Derrière la virtuosité d’un musicien se cache souvent un adversaire silencieux : la douleur.

Quand on pratique la clarinette à haut niveau depuis plus de 37 ans, on finit par connaître son instrument par cœur… mais on connaît aussi trop bien les maux qui l’accompagnent. Et pour cause : tout le poids de la clarinette repose sur le pouce droit. À la longue, ce déséquilibre crée de fortes tensions musculaires et des tendinites chroniques.

C’est le constat amer qu’a fait Jean-François Foliez, clarinettiste professionnel. Pour lui, il était temps de renverser la situation : ce n’est pas au corps de souffrir pour s’adapter à l’instrument, c’est à l’instrument de s’adapter à la morphologie du musicien.

Du premier prototype au défi technique

L’idée était née : concevoir un repose-pouce ergonomique, totalement ajustable et confortable. Mais sur le papier comme dans l’atelier, le défi matériel était de taille.

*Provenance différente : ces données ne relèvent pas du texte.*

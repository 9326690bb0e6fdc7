use crate::config::{LoggingConfig, Section};
use std::collections::HashMap;
use std::io::Write;
use std::path::{Path, PathBuf};
use std::sync::{Arc, Mutex};
use tracing::level_filters::LevelFilter;
use tracing::Level;
use tracing_subscriber::filter::Targets;
use tracing_subscriber::{fmt, layer::SubscriberExt, util::SubscriberInitExt, Layer};

// ================= level helpers =================

fn parse_tracing_level(s: &str) -> Option<Level> {
    match s.to_ascii_lowercase().as_str() {
        "trace" => Some(Level::TRACE),
        "debug" => Some(Level::DEBUG),
        "info" => Some(Level::INFO),
        "warn" => Some(Level::WARN),
        "error" => Some(Level::ERROR),
        "off" | "none" => None,
        _ => Some(Level::INFO),
    }
}

// ================= rotating writer for files =================

use file_rotate::{
    compression::Compression,
    suffix::{AppendTimestamp, FileLimit},
    ContentLimit, FileRotate,
};

#[derive(Clone)]
struct RotWriter(Arc<Mutex<FileRotate<AppendTimestamp>>>);

#[derive(Clone)]
struct RotWriterHandle(Arc<Mutex<FileRotate<AppendTimestamp>>>);

impl Write for RotWriterHandle {
    fn write(&mut self, buf: &[u8]) -> std::io::Result<usize> {
        match self.0.lock() {
            Ok(mut rot) => rot.write(buf),
            Err(_) => Ok(buf.len()),
        }
    }
    fn flush(&mut self) -> std::io::Result<()> {
        match self.0.lock() {
            Ok(mut rot) => rot.flush(),
            Err(_) => Ok(()),
        }
    }
}

/// A writer handle that may be None (drops writes).
#[derive(Clone)]
struct RoutedWriterHandle(Option<RotWriterHandle>);

impl Write for RoutedWriterHandle {
    fn write(&mut self, buf: &[u8]) -> std::io::Result<usize> {
        if let Some(w) = &mut self.0 {
            w.write(buf)
        } else {
            Ok(buf.len())
        }
    }
    fn flush(&mut self) -> std::io::Result<()> {
        if let Some(w) = &mut self.0 {
            w.flush()
        } else {
            Ok(())
        }
    }
}

/// Returns true if target == subsystem or target starts with "subsystem::".
fn matches_subsystem_prefix(target: &str, subsystem: &str) -> bool {
    target == subsystem
        || (target.starts_with(subsystem) && target[subsystem.len()..].starts_with("::"))
}

/// Route log records to different files by target prefix; the "default"
/// section's file is the catch-all.
#[derive(Clone)]
struct MultiFileRouter {
    default: Option<RotWriter>,
    by_prefix: HashMap<String, RotWriter>,
}

impl MultiFileRouter {
    fn resolve_for(&self, target: &str) -> Option<RotWriterHandle> {
        for (subsystem, writer) in &self.by_prefix {
            if matches_subsystem_prefix(target, subsystem) {
                return Some(RotWriterHandle(writer.0.clone()));
            }
        }
        self.default.as_ref().map(|w| RotWriterHandle(w.0.clone()))
    }
}

impl<'a> fmt::MakeWriter<'a> for MultiFileRouter {
    type Writer = RoutedWriterHandle;

    fn make_writer(&'a self) -> Self::Writer {
        RoutedWriterHandle(self.default.as_ref().map(|w| RotWriterHandle(w.0.clone())))
    }

    fn make_writer_for(&'a self, meta: &tracing::Metadata<'_>) -> Self::Writer {
        RoutedWriterHandle(self.resolve_for(meta.target()))
    }
}

// ================= path helpers =================

fn resolve_log_path(file: &str, base_dir: &Path) -> PathBuf {
    let p = Path::new(file);
    if p.is_absolute() {
        p.to_path_buf()
    } else {
        base_dir.join(p)
    }
}

fn create_rotating_writer(
    log_path: &Path,
    max_bytes: usize,
    max_backups: Option<usize>,
) -> Option<RotWriter> {
    if let Some(parent) = log_path.parent() {
        if let Err(e) = std::fs::create_dir_all(parent) {
            eprintln!("Cannot create log directory {parent:?}: {e}");
            return None;
        }
    }

    let limit = FileLimit::MaxFiles(max_backups.unwrap_or(3));
    let rot = FileRotate::new(
        log_path,
        AppendTimestamp::default(limit),
        ContentLimit::BytesSurpassed(max_bytes),
        Compression::None,
        None,
    );
    Some(RotWriter(Arc::new(Mutex::new(rot))))
}

// ================= targets =================

fn console_targets(cfg: &LoggingConfig) -> Targets {
    let default_level = cfg
        .get("default")
        .and_then(|s| parse_tracing_level(&s.console_level))
        .map(LevelFilter::from_level)
        .unwrap_or(LevelFilter::INFO);

    let mut targets = Targets::new().with_default(default_level);
    for (subsystem, section) in cfg.iter().filter(|(k, _)| k.as_str() != "default") {
        let level = parse_tracing_level(&section.console_level)
            .map(LevelFilter::from_level)
            .unwrap_or(LevelFilter::OFF);
        targets = targets.with_target(subsystem.clone(), level);
    }
    targets
}

fn file_targets(cfg: &LoggingConfig, has_default_file: bool) -> Targets {
    let default_level = cfg
        .get("default")
        .and_then(|s| parse_tracing_level(&s.file_level))
        .map(LevelFilter::from_level)
        .unwrap_or(if has_default_file {
            LevelFilter::INFO
        } else {
            LevelFilter::OFF
        });

    let mut targets = Targets::new().with_default(default_level);
    for (subsystem, section) in cfg.iter().filter(|(k, _)| k.as_str() != "default") {
        if section.file.trim().is_empty() {
            continue;
        }
        let level = parse_tracing_level(&section.file_level)
            .map(LevelFilter::from_level)
            .unwrap_or(LevelFilter::OFF);
        targets = targets.with_target(subsystem.clone(), level);
    }
    targets
}

fn build_file_router(cfg: &LoggingConfig, base_dir: &Path) -> MultiFileRouter {
    let mut router = MultiFileRouter {
        default: None,
        by_prefix: HashMap::new(),
    };

    let make = |section: &Section| -> Option<RotWriter> {
        if section.file.trim().is_empty() {
            return None;
        }
        let path = resolve_log_path(&section.file, base_dir);
        let max_bytes = section.max_size_mb.unwrap_or(100) as usize * 1024 * 1024;
        create_rotating_writer(&path, max_bytes, section.max_backups)
    };

    for (name, section) in cfg {
        if name == "default" {
            router.default = make(section);
        } else if let Some(writer) = make(section) {
            router.by_prefix.insert(name.clone(), writer);
        }
    }
    router
}

// ================= in-memory log ring =================

use std::collections::VecDeque;

/// One captured log record.
#[derive(Debug, Clone, serde::Serialize)]
pub struct LogRecord {
    pub at: chrono::DateTime<chrono::Utc>,
    pub level: String,
    pub target: String,
    pub message: String,
}

/// Bounded in-memory ring of recent log records. Created before logging
/// init, handed both to `init_logging` (as a capture layer) and to
/// whatever module serves it over HTTP.
#[derive(Clone)]
pub struct LogBuffer {
    inner: Arc<Mutex<VecDeque<LogRecord>>>,
    capacity: usize,
}

impl LogBuffer {
    pub fn new(capacity: usize) -> Self {
        Self {
            inner: Arc::new(Mutex::new(VecDeque::with_capacity(capacity))),
            capacity: capacity.max(1),
        }
    }

    pub fn push(&self, record: LogRecord) {
        if let Ok(mut ring) = self.inner.lock() {
            if ring.len() == self.capacity {
                ring.pop_front();
            }
            ring.push_back(record);
        }
    }

    /// Most recent records, oldest first, capped at `limit`.
    pub fn recent(&self, limit: usize) -> Vec<LogRecord> {
        match self.inner.lock() {
            Ok(ring) => {
                let skip = ring.len().saturating_sub(limit);
                ring.iter().skip(skip).cloned().collect()
            }
            Err(_) => Vec::new(),
        }
    }

    pub fn len(&self) -> usize {
        self.inner.lock().map(|r| r.len()).unwrap_or(0)
    }

    pub fn is_empty(&self) -> bool {
        self.len() == 0
    }
}

struct MessageVisitor(String);

impl tracing::field::Visit for MessageVisitor {
    fn record_debug(&mut self, field: &tracing::field::Field, value: &dyn std::fmt::Debug) {
        if field.name() == "message" {
            self.0 = format!("{value:?}");
        } else {
            if !self.0.is_empty() {
                self.0.push(' ');
            }
            self.0.push_str(&format!("{}={value:?}", field.name()));
        }
    }
}

struct LogBufferLayer(LogBuffer);

impl<S: tracing::Subscriber> Layer<S> for LogBufferLayer {
    fn on_event(
        &self,
        event: &tracing::Event<'_>,
        _ctx: tracing_subscriber::layer::Context<'_, S>,
    ) {
        let mut visitor = MessageVisitor(String::new());
        event.record(&mut visitor);
        self.0.push(LogRecord {
            at: chrono::Utc::now(),
            level: event.metadata().level().to_string(),
            target: event.metadata().target().to_string(),
            message: visitor.0,
        });
    }
}

// ================= public init =================

/// Initialize console + rotating-file logging from the config sections.
///
/// Safe to call once per process; a second call logs and returns. An
/// optional [`LogBuffer`] captures recent records for in-process serving.
pub fn init_logging(cfg: &LoggingConfig, base_dir: &Path, buffer: Option<LogBuffer>) {
    // Bridge `log` → `tracing` before installing the subscriber.
    if let Err(e) = tracing_log::LogTracer::init() {
        eprintln!("LogTracer init skipped: {e}");
    }

    let router = build_file_router(cfg, base_dir);
    let has_default_file = router.default.is_some();

    let console_layer = fmt::layer()
        .with_target(true)
        .with_writer(std::io::stderr)
        .with_filter(console_targets(cfg));

    let file_layer = fmt::layer()
        .with_target(true)
        .with_ansi(false)
        .with_writer(router)
        .with_filter(file_targets(cfg, has_default_file));

    let buffer_layer = buffer.map(LogBufferLayer);

    if let Err(e) = tracing_subscriber::registry()
        .with(console_layer)
        .with(file_layer)
        .with(buffer_layer)
        .try_init()
    {
        tracing::debug!(error = %e, "Logging already initialized");
    }
}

D’abord, parce que les clarinettes sont des instruments précieux, façonnés dans des bois nobles. Il était hors de question de percer de nouveaux trous dans le corps de l’instrument, d’y visser une attache définitive ou d’utiliser la moindre goutte de colle. Ensuite, parce qu’il fallait préserver l’acoustique : le dispositif devait limiter au maximum les points de contact pour éviter d’étouffer les vibrations naturelles du bois, un facteur crucial qui modifie le son.

L’idée est née d’une véritable démarche médico-ergonomique. Dès la genèse du projet, le musicien s’est entouré de Bérangère Playoust, kinésithérapeute spécialisée dans l’accompagnement des musiciens, qui a joué un rôle actif pour analyser ses tensions et repenser la posture globale du jeu, ainsi que de David Servais du Kaplab du CHU de Liège, qui a réalisé un travail remarquable en prenant l’empreinte exacte de son pouce et de sa position de jeu. À partir de là, ils ont créé un premier prototype en détournant une bague de lyre. L’initiative était brillante, mais la réalité du terrain l’a vite rattrapé : la pièce manquait de solidité, tournait sur elle-même et ne permettait pas un réglage assez précis. Le projet bloquait sur sa faisabilité technique.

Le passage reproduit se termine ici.